Show the lines below that contain the string "values".

Records provided
........
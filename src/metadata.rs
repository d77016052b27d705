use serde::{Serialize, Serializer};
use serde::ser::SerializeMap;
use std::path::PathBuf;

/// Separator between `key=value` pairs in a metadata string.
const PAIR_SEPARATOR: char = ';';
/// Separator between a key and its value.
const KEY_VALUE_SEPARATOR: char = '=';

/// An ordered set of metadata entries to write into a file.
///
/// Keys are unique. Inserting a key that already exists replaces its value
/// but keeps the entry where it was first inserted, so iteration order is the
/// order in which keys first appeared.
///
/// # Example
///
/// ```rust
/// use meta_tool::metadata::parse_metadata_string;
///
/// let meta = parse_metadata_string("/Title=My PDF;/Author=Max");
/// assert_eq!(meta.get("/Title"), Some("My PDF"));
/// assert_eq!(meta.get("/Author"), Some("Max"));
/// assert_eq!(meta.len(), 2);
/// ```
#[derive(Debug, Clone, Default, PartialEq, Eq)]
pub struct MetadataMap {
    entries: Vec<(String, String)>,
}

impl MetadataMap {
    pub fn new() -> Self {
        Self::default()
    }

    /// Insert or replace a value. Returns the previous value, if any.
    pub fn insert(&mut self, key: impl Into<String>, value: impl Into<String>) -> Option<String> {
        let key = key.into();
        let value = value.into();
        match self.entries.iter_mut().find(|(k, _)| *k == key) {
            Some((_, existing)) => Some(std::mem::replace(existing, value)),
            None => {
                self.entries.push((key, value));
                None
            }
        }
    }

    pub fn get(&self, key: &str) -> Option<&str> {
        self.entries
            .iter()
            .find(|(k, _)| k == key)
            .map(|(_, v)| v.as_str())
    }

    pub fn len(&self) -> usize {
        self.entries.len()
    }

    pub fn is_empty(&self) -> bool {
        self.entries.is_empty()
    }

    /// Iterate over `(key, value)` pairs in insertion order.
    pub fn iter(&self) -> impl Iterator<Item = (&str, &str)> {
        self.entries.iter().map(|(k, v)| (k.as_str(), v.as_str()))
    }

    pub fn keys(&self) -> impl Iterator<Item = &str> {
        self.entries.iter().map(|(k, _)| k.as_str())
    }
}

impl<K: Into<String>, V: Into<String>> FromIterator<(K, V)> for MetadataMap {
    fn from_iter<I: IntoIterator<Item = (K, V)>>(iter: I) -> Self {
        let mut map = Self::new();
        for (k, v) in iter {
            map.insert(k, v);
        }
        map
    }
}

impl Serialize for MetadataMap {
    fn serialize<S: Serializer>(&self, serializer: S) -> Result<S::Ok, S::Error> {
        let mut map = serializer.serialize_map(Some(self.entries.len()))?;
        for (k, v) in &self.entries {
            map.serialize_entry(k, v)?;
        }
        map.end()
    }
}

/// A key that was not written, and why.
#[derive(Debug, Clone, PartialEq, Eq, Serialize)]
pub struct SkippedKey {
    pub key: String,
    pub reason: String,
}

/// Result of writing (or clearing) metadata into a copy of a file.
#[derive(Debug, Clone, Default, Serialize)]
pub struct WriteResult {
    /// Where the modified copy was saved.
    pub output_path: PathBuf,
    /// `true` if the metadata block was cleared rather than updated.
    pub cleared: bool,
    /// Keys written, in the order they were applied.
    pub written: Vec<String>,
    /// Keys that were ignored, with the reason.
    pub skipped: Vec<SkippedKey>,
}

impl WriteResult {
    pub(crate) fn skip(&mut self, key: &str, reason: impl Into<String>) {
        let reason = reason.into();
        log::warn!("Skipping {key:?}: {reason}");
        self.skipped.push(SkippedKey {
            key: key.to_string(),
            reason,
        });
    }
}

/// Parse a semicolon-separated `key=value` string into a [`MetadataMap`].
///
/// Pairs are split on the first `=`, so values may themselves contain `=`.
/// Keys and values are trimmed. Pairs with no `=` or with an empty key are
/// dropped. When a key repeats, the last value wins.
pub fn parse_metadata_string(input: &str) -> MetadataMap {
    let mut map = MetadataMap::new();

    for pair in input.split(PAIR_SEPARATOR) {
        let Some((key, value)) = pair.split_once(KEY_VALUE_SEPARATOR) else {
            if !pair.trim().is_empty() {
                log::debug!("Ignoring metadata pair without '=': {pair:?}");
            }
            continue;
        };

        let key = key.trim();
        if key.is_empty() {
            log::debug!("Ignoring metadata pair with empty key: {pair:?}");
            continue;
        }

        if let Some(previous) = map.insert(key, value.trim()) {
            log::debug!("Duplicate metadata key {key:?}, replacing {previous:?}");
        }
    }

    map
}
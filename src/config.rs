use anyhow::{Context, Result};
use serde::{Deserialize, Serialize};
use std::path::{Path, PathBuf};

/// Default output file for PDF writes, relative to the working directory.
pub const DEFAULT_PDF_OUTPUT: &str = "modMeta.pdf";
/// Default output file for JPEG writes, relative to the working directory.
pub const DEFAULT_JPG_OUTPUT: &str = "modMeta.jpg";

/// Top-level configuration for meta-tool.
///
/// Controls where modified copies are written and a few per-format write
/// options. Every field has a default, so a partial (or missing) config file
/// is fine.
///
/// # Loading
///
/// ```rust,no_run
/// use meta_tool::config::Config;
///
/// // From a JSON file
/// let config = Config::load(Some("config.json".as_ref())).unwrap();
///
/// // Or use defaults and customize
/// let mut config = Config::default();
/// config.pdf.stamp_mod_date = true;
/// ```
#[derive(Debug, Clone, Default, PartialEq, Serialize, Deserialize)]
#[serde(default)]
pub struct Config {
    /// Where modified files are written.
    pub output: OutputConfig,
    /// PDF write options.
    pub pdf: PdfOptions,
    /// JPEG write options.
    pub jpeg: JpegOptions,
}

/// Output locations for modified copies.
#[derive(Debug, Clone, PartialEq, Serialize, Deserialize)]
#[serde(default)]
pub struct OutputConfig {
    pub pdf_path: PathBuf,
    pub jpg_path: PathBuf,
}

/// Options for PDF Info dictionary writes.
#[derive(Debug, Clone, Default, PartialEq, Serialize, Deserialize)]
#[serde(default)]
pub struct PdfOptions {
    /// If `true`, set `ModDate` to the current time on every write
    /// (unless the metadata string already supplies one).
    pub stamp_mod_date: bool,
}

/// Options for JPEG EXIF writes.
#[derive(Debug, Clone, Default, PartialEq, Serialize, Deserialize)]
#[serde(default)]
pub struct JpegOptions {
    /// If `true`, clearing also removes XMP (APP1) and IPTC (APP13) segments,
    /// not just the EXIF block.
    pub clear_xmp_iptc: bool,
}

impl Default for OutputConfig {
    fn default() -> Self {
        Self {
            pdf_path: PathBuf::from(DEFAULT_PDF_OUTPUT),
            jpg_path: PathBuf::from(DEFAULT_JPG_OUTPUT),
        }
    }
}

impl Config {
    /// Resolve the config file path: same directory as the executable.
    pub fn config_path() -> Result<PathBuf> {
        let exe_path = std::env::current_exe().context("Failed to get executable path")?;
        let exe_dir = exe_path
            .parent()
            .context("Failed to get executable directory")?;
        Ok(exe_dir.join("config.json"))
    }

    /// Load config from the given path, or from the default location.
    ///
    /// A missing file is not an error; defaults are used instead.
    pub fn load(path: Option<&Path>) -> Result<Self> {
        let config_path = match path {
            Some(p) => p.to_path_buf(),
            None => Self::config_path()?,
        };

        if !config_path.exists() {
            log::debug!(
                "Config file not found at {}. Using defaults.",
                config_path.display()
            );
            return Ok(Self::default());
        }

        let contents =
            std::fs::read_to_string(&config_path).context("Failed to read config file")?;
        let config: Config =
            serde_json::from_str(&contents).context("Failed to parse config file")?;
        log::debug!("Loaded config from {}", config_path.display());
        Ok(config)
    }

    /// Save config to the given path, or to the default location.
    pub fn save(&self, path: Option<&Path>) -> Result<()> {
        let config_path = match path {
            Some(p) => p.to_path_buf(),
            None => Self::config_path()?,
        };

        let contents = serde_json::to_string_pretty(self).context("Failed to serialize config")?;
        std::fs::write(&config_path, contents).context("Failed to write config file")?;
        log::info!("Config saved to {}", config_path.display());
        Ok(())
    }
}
........
Reply to the exercise
/// Pairs are split on the first `=`, so values may themselves contain `=`.
/// Keys and values are trimmed. Pairs with no `=` or with an empty key are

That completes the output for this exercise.